Ultimately, this is what drove Rea to develop his time machine, so he could travel back, prevent the accident and restore his nads.
Alas, the rules of temporal causality can be fickle, and his repeated attempts were frustrated. Instead he travelled FORWARD in time seeking futuristic reconstructive trouser surgery, but the costs were astronomical.
Rea saw a much cheaper option - a Parkside "Home DNA Sequencer (with integrated artificial womb!)" from the Middle of Lidl. He pilfered a songbook of "classic hits of the last 300 years", learned a collection of Timmy Mallet songs (including Driving Home for Christmas, Auberge and Let's Dance), and spent several days busking. Finally he returned to his wife with the sequencer, plus a gallon of organic stem cells from the chilled aisle.

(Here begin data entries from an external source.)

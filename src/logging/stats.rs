//! Aggregate counters kept by every storage backend.
//!
//! Counters are maintained incrementally on `store` so `get_statistics` never
//! has to rescan the stored entries.

use crate::logging::LogEntry;
use chrono::{DateTime, Local};
use serde::{Deserialize, Serialize};
use std::collections::BTreeMap;
use std::path::PathBuf;

/// Running totals by level, feature tag and module tag
#[derive(Debug, Clone, Default, PartialEq, Eq, Serialize, Deserialize)]
pub struct LogCounters {
    /// Total number of entries counted
    #[serde(default)]
    pub total_logs: u64,

    #[serde(default)]
    pub by_level: BTreeMap<String, u64>,

    #[serde(default)]
    pub by_feature: BTreeMap<String, u64>,

    #[serde(default)]
    pub by_module: BTreeMap<String, u64>,
}

impl LogCounters {
    pub fn new() -> Self {
        Self::default()
    }

    /// Count a newly stored entry
    pub fn record(&mut self, entry: &LogEntry) {
        self.total_logs += 1;
        *self
            .by_level
            .entry(entry.level.as_str().to_string())
            .or_insert(0) += 1;
        *self.by_feature.entry(entry.feature_tag.clone()).or_insert(0) += 1;
        *self.by_module.entry(entry.module_tag.clone()).or_insert(0) += 1;
    }

    /// Remove an evicted entry's contribution. Keys that reach zero are dropped
    /// and nothing ever goes below zero.
    pub fn forget(&mut self, entry: &LogEntry) {
        self.total_logs = self.total_logs.saturating_sub(1);
        decrement(&mut self.by_level, entry.level.as_str());
        decrement(&mut self.by_feature, &entry.feature_tag);
        decrement(&mut self.by_module, &entry.module_tag);
    }

    /// Add another set of counters into this one
    pub fn merge(&mut self, other: &LogCounters) {
        self.total_logs += other.total_logs;
        for (target, source) in [
            (&mut self.by_level, &other.by_level),
            (&mut self.by_feature, &other.by_feature),
            (&mut self.by_module, &other.by_module),
        ] {
            for (key, count) in source {
                *target.entry(key.clone()).or_insert(0) += count;
            }
        }
    }

    pub fn reset(&mut self) {
        *self = LogCounters::new();
    }
}

fn decrement(counts: &mut BTreeMap<String, u64>, key: &str) {
    if let Some(count) = counts.get_mut(key) {
        *count = count.saturating_sub(1);
        if *count == 0 {
            counts.remove(key);
        }
    }
}

/// Settings and sizes of a rotating file store
#[derive(Debug, Clone, PartialEq, Serialize, Deserialize)]
pub struct FileBackendInfo {
    pub directory: PathBuf,
    pub current_file_size: u64,
    pub max_file_size: u64,
    pub max_files: usize,
    pub compress_rotated: bool,
}

/// One archived session as reported in statistics
#[derive(Debug, Clone, PartialEq, Serialize, Deserialize)]
pub struct ArchiveSummary {
    pub name: String,
    pub file_count: usize,
    pub created: DateTime<Local>,
    pub modified: DateTime<Local>,
}

/// Backend-specific part of a storage's statistics
#[derive(Debug, Clone, PartialEq, Serialize, Deserialize)]
#[serde(tag = "storage_type", rename_all = "snake_case")]
pub enum BackendInfo {
    Memory {
        max_entries: usize,
        current_entries: usize,
    },
    File(FileBackendInfo),
    ArchivedFile {
        #[serde(flatten)]
        file: FileBackendInfo,
        current_session_dir: PathBuf,
        archive_count: usize,
        archives: Vec<ArchiveSummary>,
    },
}

impl BackendInfo {
    pub fn storage_type(&self) -> &'static str {
        match self {
            BackendInfo::Memory { .. } => "memory",
            BackendInfo::File(_) => "file",
            BackendInfo::ArchivedFile { .. } => "archived_file",
        }
    }
}

/// What `LogStorage::get_statistics` returns
#[derive(Debug, Clone, PartialEq, Serialize, Deserialize)]
pub struct StorageStatistics {
    #[serde(flatten)]
    pub counters: LogCounters,
    pub backend: BackendInfo,
}

/// Aggregated statistics across every storage of a `Logger`
#[derive(Debug, Clone, Default, Serialize, Deserialize)]
pub struct LoggerStatistics {
    /// Counters summed over all backends that answered
    #[serde(flatten)]
    pub counters: LogCounters,
    pub storage_backends: Vec<StorageStatistics>,
    pub formatters: usize,
}

#[cfg(test)]
mod tests {
    use super::*;
    use crate::logging::{LogEntry, LogLevel};
    use pretty_assertions::assert_eq;

    fn entry(level: LogLevel, feature: &str, module: &str) -> LogEntry {
        LogEntry::new(level, feature, module, "test_fn", "message")
    }

    #[test]
    fn test_record_and_forget() {
        let mut counters = LogCounters::new();
        let a = entry(LogLevel::Info, "AUTH", "SERVICES");
        let b = entry(LogLevel::Error, "AUTH", "UTILS");
        counters.record(&a);
        counters.record(&b);

        assert_eq!(counters.total_logs, 2);
        assert_eq!(counters.by_feature.get("AUTH"), Some(&2));
        assert_eq!(counters.by_level.get("ERROR"), Some(&1));

        counters.forget(&b);
        assert_eq!(counters.total_logs, 1);
        assert_eq!(counters.by_level.get("ERROR"), None);
        assert_eq!(counters.by_module.get("UTILS"), None);
        assert_eq!(counters.by_feature.get("AUTH"), Some(&1));
    }

    #[test]
    fn test_forget_never_underflows() {
        let mut counters = LogCounters::new();
        counters.forget(&entry(LogLevel::Info, "AUTH", "SERVICES"));
        assert_eq!(counters, LogCounters::new());
    }

    #[test]
    fn test_merge_sums_keys() {
        let mut left = LogCounters::new();
        left.record(&entry(LogLevel::Info, "AUTH", "SERVICES"));
        let mut right = LogCounters::new();
        right.record(&entry(LogLevel::Info, "SECURITY", "SERVICES"));

        left.merge(&right);
        assert_eq!(left.total_logs, 2);
        assert_eq!(left.by_module.get("SERVICES"), Some(&2));
        assert_eq!(left.by_feature.len(), 2);
    }

    #[test]
    fn test_sidecar_shape() {
        let mut counters = LogCounters::new();
        counters.record(&entry(LogLevel::Warn, "AUTH", "SERVICES"));
        let value = serde_json::to_value(&counters).unwrap();
        assert_eq!(
            value,
            serde_json::json!({
                "total_logs": 1,
                "by_level": {"WARN": 1},
                "by_feature": {"AUTH": 1},
                "by_module": {"SERVICES": 1},
            })
        );
    }

    #[test]
    fn test_storage_statistics_serializes_flat() {
        let stats = StorageStatistics {
            counters: LogCounters::new(),
            backend: BackendInfo::Memory {
                max_entries: 10,
                current_entries: 0,
            },
        };
        let value = serde_json::to_value(&stats).unwrap();
        assert_eq!(value["total_logs"], 0);
        assert_eq!(value["backend"]["storage_type"], "memory");
        assert_eq!(stats.backend.storage_type(), "memory");
    }
}
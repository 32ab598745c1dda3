use std::sync::Arc;

use aws_sdk_s3::Client as S3Client;
use lambda_http::{run, service_fn, Error, Request};
use tracing_subscriber::{filter::LevelFilter, fmt, EnvFilter};

use upload::{handler::UploadHandler, presign::S3Presigner, types::Environment};

#[tokio::main]
async fn main() -> Result<(), Error> {
    let environment = Environment::from_env()?;

    let filter = EnvFilter::builder()
        .with_default_directive(LevelFilter::from_level(environment.tracing_level()).into())
        .from_env_lossy();

    // CloudWatch stamps every line, so the timestamp is left out
    if environment.json_logs() {
        fmt()
            .json()
            .with_env_filter(filter)
            .with_target(false)
            .without_time()
            .init();
    } else {
        fmt()
            .with_env_filter(filter)
            .with_target(false)
            .without_time()
            .init();
    }

    let bucket = environment.upload_bucket()?;
    let s3_client = Arc::new(S3Client::from_conf(environment.s3_client_config().await));
    let presigner = Arc::new(S3Presigner::new(
        s3_client,
        environment.presigned_url_expiry_secs(),
    ));
    let handler = UploadHandler::new(bucket, presigner);

    tracing::info!(
        "Upload handler ready for bucket {} ({:?}, endpoint: {:?})",
        handler.bucket(),
        environment,
        environment.endpoint_url()
    );

    let handler = &handler;
    run(service_fn(move |request: Request| async move {
        handler.handle(request).await.map_err(Error::from)
    }))
    .await
}
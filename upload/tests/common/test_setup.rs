use std::collections::HashMap;
use std::sync::Arc;

use lambda_http::{
    aws_lambda_events::apigw::ApiGatewayProxyRequestContext, http::Method, request::RequestContext,
    Body, Request, RequestExt, Response,
};
use serde_json::{json, Value};
use upload::{handler::UploadHandler, types::UploadError};

use super::presigners::FakePresigner;

pub const TEST_BUCKET: &str = "my-bucket-test";
pub const TEST_HASH: &str = "b2ca42478035dbd6208df19f87914f3499f851279d14f956c75d0aeda2d9e4d7";

/// Initialize tracing for tests
pub fn setup_test_env() {
    tracing_subscriber::fmt()
        .with_max_level(tracing::Level::DEBUG)
        .try_init()
        .ok();
}

/// Handler wired to a fake presigner
pub struct TestContext {
    pub handler: UploadHandler,
    pub presigner: Arc<FakePresigner>,
}

impl TestContext {
    pub fn new() -> Self {
        setup_test_env();

        let presigner = Arc::new(FakePresigner::default());
        let handler = UploadHandler::new(TEST_BUCKET, presigner.clone());

        Self { handler, presigner }
    }

    pub async fn send(&self, request: Request) -> Result<Response<Body>, UploadError> {
        self.handler.handle(request).await
    }
}

pub fn test_claims() -> Value {
    json!({
        "email": "user@example.com",
        "name": "First Last",
        "hash": TEST_HASH
    })
}

pub fn jpeg_upload_body() -> Value {
    json!({
        "contentType": "image/jpeg",
        "gps": {
            "latitude": 4.595696,
            "longitude": -74.078918,
            "accuracy": 15.391
        }
    })
}

/// REST API request with a JSON body and authorizer claims
pub fn upload_request(body: &Value, claims: Value) -> Request {
    upload_request_raw(Body::from(body.to_string()), claims)
}

/// REST API request with a raw body and authorizer claims
pub fn upload_request_raw(body: Body, claims: Value) -> Request {
    let mut context = ApiGatewayProxyRequestContext::default();
    context.authorizer.fields = HashMap::from([("claims".to_string(), claims)]);

    let mut request = Request::new(body);
    *request.method_mut() = Method::POST;
    request.with_request_context(RequestContext::ApiGatewayV1(context))
}

/// Raw API Gateway REST proxy event, as delivered to the function
pub fn rest_proxy_event(body: &str, is_base64_encoded: bool, claims: Value) -> String {
    json!({
        "resource": "/upload",
        "path": "/upload",
        "httpMethod": "POST",
        "headers": {"Content-Type": "application/json"},
        "multiValueHeaders": {"Content-Type": ["application/json"]},
        "queryStringParameters": null,
        "multiValueQueryStringParameters": null,
        "pathParameters": null,
        "stageVariables": null,
        "requestContext": {
            "accountId": "123456789012",
            "resourceId": "abc123",
            "stage": "test",
            "requestId": "c6af9ac6-7b61-11e6-9a41-93e8deadbeef",
            "identity": {"sourceIp": "127.0.0.1"},
            "resourcePath": "/upload",
            "httpMethod": "POST",
            "apiId": "1234567890",
            "path": "/test/upload",
            "authorizer": {"claims": claims}
        },
        "body": body,
        "isBase64Encoded": is_base64_encoded
    })
    .to_string()
}

/// Parse a response body to JSON
pub fn parse_response_body(response: &Response<Body>) -> Value {
    serde_json::from_slice(response.body()).unwrap()
}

With mounting excitement, they fed their nail clippings into the machine and watched every day as the zygote developed into a healthy baby girl who was "born" 9 months later. They named her Josephine.
Rea immediately took to fatherhood, eschewing outdated Victorian values and getting stuck in with his fair share of parental responsibilities. It was a few months later as Rea burped Josephine over his shoulder that a piece of her amber teething necklace fell into the DNA sequencer. The AI processor detected the greatest concentration of DNA preserved in the stomach of a fossilised mosquito trapped in the amber; it combined it with other DNA from a stray goatee hair with inevitable results: within a year, Middlesbrough was overrun by rampaging dinosaurs.
With the public dying in agonising ferocious animal attacks, it took significant effort by the government and the army to suppress the story and to exterminate the beasts; order was restored to the region and Rea returned to the recording studio to lay down some "pre-covers" of Timmy Mallet's songs, claiming them as his own.
He was incandescent with rage that his sales were a mere fraction of those enjoyed by Mallet in the other timeline, which is why young Josephine was banned from watching Wacaday.
To this day, details of the dinosaur plague remain a secret. Chris Rea remains tight-lipped about it, but some believe the events inspired him to write "Jurassic Park" under a pseudonym.